The exterior dimensions are about 14"x10"x13." That 13" is the height, which is misleading as it measures the peaked lid. The Playmate "Boss" seems to be the closest to my older model.

Unless I'm going to camp, this size cooler is fine for a road trip. There are grocery stores everywhere - no need to carry more than a couple of days' vittles at a time.

My camp box.

Camp box (or "chuck box")

I have a cool jeweler's sample box, made of fiber board, I think, bought at a flea market, that I re-purposed into a camp box. Important features include: 
  • It has a handle on top for one-handed carrying
  • The lid closes securely with two draw bolt latches
  • It has two shelves that are are deep/tall enough for me to place smaller, clear-plastic containers on them for organization 
  • It is sturdy
  • It's big enough to do the job, but small enough not to take up too much vehicle space

You can make a great one on your own using a clear plastic storage bin and smaller transparent storage containers within. Watch the dimensions; you don't want to go too big.
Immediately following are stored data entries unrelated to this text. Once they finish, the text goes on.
use async_trait::async_trait;
use moka::future::Cache;
use moka::ops::compute::{CompResult, Op};
use moka::Expiry;
use std::sync::Arc;
use std::time::{Duration, Instant};
use tether_core::cache::{KvCache, Result};
use tether_core::CacheError;
use tracing::{debug, trace};
use typed_builder::TypedBuilder;

const DEFAULT_MAX_CAPACITY: u64 = 10_000;

/// How a write changes the expiry of the entry it stores.
#[derive(Debug, Clone, Copy)]
enum Expiration {
    Never,
    After(Duration),
    /// Keep whatever expiry the entry had before the write.
    Keep,
}

#[derive(Debug, Clone)]
struct Slot {
    value: Arc<[u8]>,
    expiration: Expiration,
}

impl Slot {
    fn counter(value: i64, expiration: Expiration) -> Self {
        Self {
            value: Arc::from(value.to_string().into_bytes()),
            expiration,
        }
    }

    fn as_counter(&self) -> Option<i64> {
        std::str::from_utf8(&self.value).ok()?.parse().ok()
    }
}

/// Per-entry expiry driven by the [`Expiration`] each write carries.
struct SlotExpiry;

impl Expiry<String, Slot> for SlotExpiry {
    fn expire_after_create(&self, _key: &String, slot: &Slot, _created_at: Instant) -> Option<Duration> {
        match slot.expiration {
            Expiration::After(ttl) => Some(ttl),
            Expiration::Never | Expiration::Keep => None,
        }
    }

    fn expire_after_update(
        &self,
        _key: &String,
        slot: &Slot,
        _updated_at: Instant,
        duration_until_expiry: Option<Duration>,
    ) -> Option<Duration> {
        match slot.expiration {
            Expiration::After(ttl) => Some(ttl),
            Expiration::Never => None,
            Expiration::Keep => duration_until_expiry,
        }
    }
}

/// An in-memory [`KvCache`] using Moka.
///
/// Every entry carries its own TTL, so jittered link entries, short-lived
/// counters and the stats entry can share one cache. Counters are stored as
/// decimal strings, as Redis does, and updated with Moka's per-key compute
/// so concurrent increments never lose updates. Suited to single-node
/// deployments and tests.
#[derive(Clone)]
pub struct MokaKvCache {
    cache: Cache<String, Slot>,
}

impl std::fmt::Debug for MokaKvCache {
    fn fmt(&self, f: &mut std::fmt::Formatter<'_>) -> std::fmt::Result {
        f.debug_struct("MokaKvCache")
            .field("entries", &self.cache.entry_count())
            .finish()
    }
}

impl MokaKvCache {
    /// Creates a new Moka cache holding at most 10,000 entries.
    pub fn new() -> Self {
        Self::with_capacity(DEFAULT_MAX_CAPACITY)
    }

    /// Creates a new Moka cache with a custom maximum capacity.
    pub fn with_capacity(max_capacity: u64) -> Self {
        let cache = Cache::builder()
            .max_capacity(max_capacity)
            .expire_after(SlotExpiry)
            .build();
        Self { cache }
    }

    /// Returns a builder for creating a custom cache configuration.
    pub fn builder() -> CacheConfigBuilder {
        CacheConfig::builder()
    }
}

impl Default for MokaKvCache {
    fn default() -> Self {
        Self::new()
    }
}

#[async_trait]
impl KvCache for MokaKvCache {
    async fn get(&self, key: &str) -> Result<Option<Vec<u8>>> {
        match self.cache.get(key).await {
            Some(slot) => {
                trace!(key, "Cache hit in Moka");
                Ok(Some(slot.value.to_vec()))
            }
            None => {
                trace!(key, "Cache miss in Moka");
                Ok(None)
            }
        }
    }

    async fn set_with_ttl(&self, key: &str, value: &[u8], ttl: Duration) -> Result<()> {
        let slot = Slot {
            value: Arc::from(value),
            expiration: Expiration::After(ttl),
        };
        self.cache.insert(key.to_owned(), slot).await;
        debug!(key, ttl_secs = ttl.as_secs(), "Stored value in Moka");
        Ok(())
    }

    async fn del(&self, key: &str) -> Result<()> {
        self.cache.invalidate(key).await;
        trace!(key, "Removed value from Moka (if present)");
        Ok(())
    }

    async fn incr(&self, key: &str) -> Result<i64> {
        let result = self
            .cache
            .entry(key.to_owned())
            .and_compute_with(|current| async move {
                match current.map(|entry| entry.into_value()) {
                    None => Op::Put(Slot::counter(1, Expiration::Never)),
                    Some(slot) => match slot.as_counter().and_then(|n| n.checked_add(1)) {
                        Some(next) => Op::Put(Slot::counter(next, Expiration::Keep)),
                        None => Op::Nop,
                    },
                }
            })
            .await;

        match result {
            CompResult::Inserted(entry) | CompResult::ReplacedWith(entry) => {
                entry.value().as_counter().ok_or_else(|| {
                    CacheError::InvalidData(format!("counter '{key}' is not an integer"))
                })
            }
            _ => Err(CacheError::InvalidData(format!(
                "value at '{key}' is not an incrementable integer"
            ))),
        }
    }

    async fn expire(&self, key: &str, ttl: Duration) -> Result<bool> {
        let result = self
            .cache
            .entry(key.to_owned())
            .and_compute_with(|current| async move {
                match current {
                    Some(entry) => Op::Put(Slot {
                        value: entry.into_value().value,
                        expiration: Expiration::After(ttl),
                    }),
                    None => Op::Nop,
                }
            })
            .await;

        Ok(matches!(result, CompResult::ReplacedWith(_)))
    }

    async fn exists(&self, key: &str) -> Result<bool> {
        Ok(self.cache.get(key).await.is_some())
    }
}

/// Configuration for creating a [`MokaKvCache`] with custom settings.
#[derive(Debug, TypedBuilder, Default)]
pub struct CacheConfig {
    /// Maximum number of entries the cache can hold.
    #[builder(default, setter(strip_option))]
    max_capacity: Option<u64>,
}

impl From<CacheConfig> for MokaKvCache {
    fn from(config: CacheConfig) -> Self {
        MokaKvCache::with_capacity(config.max_capacity.unwrap_or(DEFAULT_MAX_CAPACITY))
    }
}

#[cfg(test)]
mod tests {
    use super::*;

    const HOUR: Duration = Duration::from_secs(3600);

    #[tokio::test]
    async fn get_and_set() {
        let cache = MokaKvCache::new();

        assert!(cache.get("k").await.unwrap().is_none());
        cache.set_with_ttl("k", b"value", HOUR).await.unwrap();

        assert_eq!(cache.get("k").await.unwrap(), Some(b"value".to_vec()));
        assert!(cache.exists("k").await.unwrap());
    }

    #[tokio::test]
    async fn del_is_idempotent() {
        let cache = MokaKvCache::new();
        cache.set_with_ttl("k", b"value", HOUR).await.unwrap();

        cache.del("k").await.unwrap();
        cache.del("k").await.unwrap();

        assert!(!cache.exists("k").await.unwrap());
    }

    #[tokio::test]
    async fn entries_expire_after_their_own_ttl() {
        let cache = MokaKvCache::new();
        cache
            .set_with_ttl("short", b"a", Duration::from_millis(50))
            .await
            .unwrap();
        cache.set_with_ttl("long", b"b", HOUR).await.unwrap();

        tokio::time::sleep(Duration::from_millis(120)).await;

        assert!(cache.get("short").await.unwrap().is_none());
        assert!(cache.get("long").await.unwrap().is_some());
    }

    #[tokio::test]
    async fn incr_creates_and_counts() {
        let cache = MokaKvCache::new();

        assert_eq!(cache.incr("hits").await.unwrap(), 1);
        assert_eq!(cache.incr("hits").await.unwrap(), 2);
        assert_eq!(cache.incr("hits").await.unwrap(), 3);
        assert_eq!(cache.get("hits").await.unwrap(), Some(b"3".to_vec()));
    }

    #[tokio::test]
    async fn incr_rejects_non_integers() {
        let cache = MokaKvCache::new();
        cache.set_with_ttl("text", b"hello", HOUR).await.unwrap();

        let err = cache.incr("text").await.unwrap_err();
        assert!(matches!(err, CacheError::InvalidData(_)));
        assert_eq!(cache.get("text").await.unwrap(), Some(b"hello".to_vec()));
    }

    #[tokio::test]
    async fn incr_keeps_expiry() {
        let cache = MokaKvCache::new();
        cache.incr("hits").await.unwrap();
        assert!(cache.expire("hits", Duration::from_millis(80)).await.unwrap());

        cache.incr("hits").await.unwrap();
        tokio::time::sleep(Duration::from_millis(150)).await;

        assert!(!cache.exists("hits").await.unwrap());
        // an expired counter starts over
        assert_eq!(cache.incr("hits").await.unwrap(), 1);
    }

    #[tokio::test]
    async fn expire_missing_key() {
        let cache = MokaKvCache::new();
        assert!(!cache.expire("nope", HOUR).await.unwrap());
        assert!(!cache.exists("nope").await.unwrap());
    }

    #[tokio::test]
    async fn concurrent_increments_are_not_lost() {
        let cache = MokaKvCache::new();
        let mut handles = vec![];

        for _ in 0..50 {
            let cache = cache.clone();
            handles.push(tokio::spawn(async move { cache.incr("hits").await }));
        }
        for handle in handles {
            handle.await.unwrap().unwrap();
        }

        assert_eq!(cache.get("hits").await.unwrap(), Some(b"50".to_vec()));
    }

    #[tokio::test]
    async fn builder_pattern() {
        let cache: MokaKvCache = MokaKvCache::builder().max_capacity(100).build().into();

        cache.set_with_ttl("k", b"v", HOUR).await.unwrap();
        assert!(cache.exists("k").await.unwrap());
    }
}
My camp box is always stocked with:
  • Salt and pepper
  • Plates (plastic washable/reusable or paper)
  • Utensils
  • Corkscrew
  • Can opener
  • Sharp knives
  • Table cloth
  • Cloth towel
  • Aluminum foil
  • Fire starter
  • Matches
  • Rope and clothes pins
  • Candles
  • Cups
  • Sanitizer
  • Recycled plastic grocery bags that I can use to collect and dispose of trash - these are tucked into an empty, cardboard paper-towel tube to conserve space 
  • Ziploc-style bags - quart size
  • Small bottle of dish washing liquid

Bag for consumable goods

In this bag, I throw dry items that I'll consume along the way, such as:
  • Bread
  • Instant oatmeal
  • Ground coffee
  • Paper towels
  • Three 1.5-2 cup, round, microwave-safe plastic containers with lids  - for oatmeal and other picnic-style menu items that require bowls

By using a bag instead of a bin or basket, I can collapse the bag after the items have been consumed, which opens up space in my car.

Bag for durable goods

This bag is for small appliances that I might never need during the trip. Depends on what's in the hotel rooms I end up in.
  • Small coffee maker and, depending on type, any accessories (e.g. filters)
  • Hot plate
  • Small pot with lid to heat things up in
  • Maybe you're a tea drinker and dislike the after-coffee taste of running water through the motel coffee maker. On a road trip, you can bring your own tea kettle or brew pot.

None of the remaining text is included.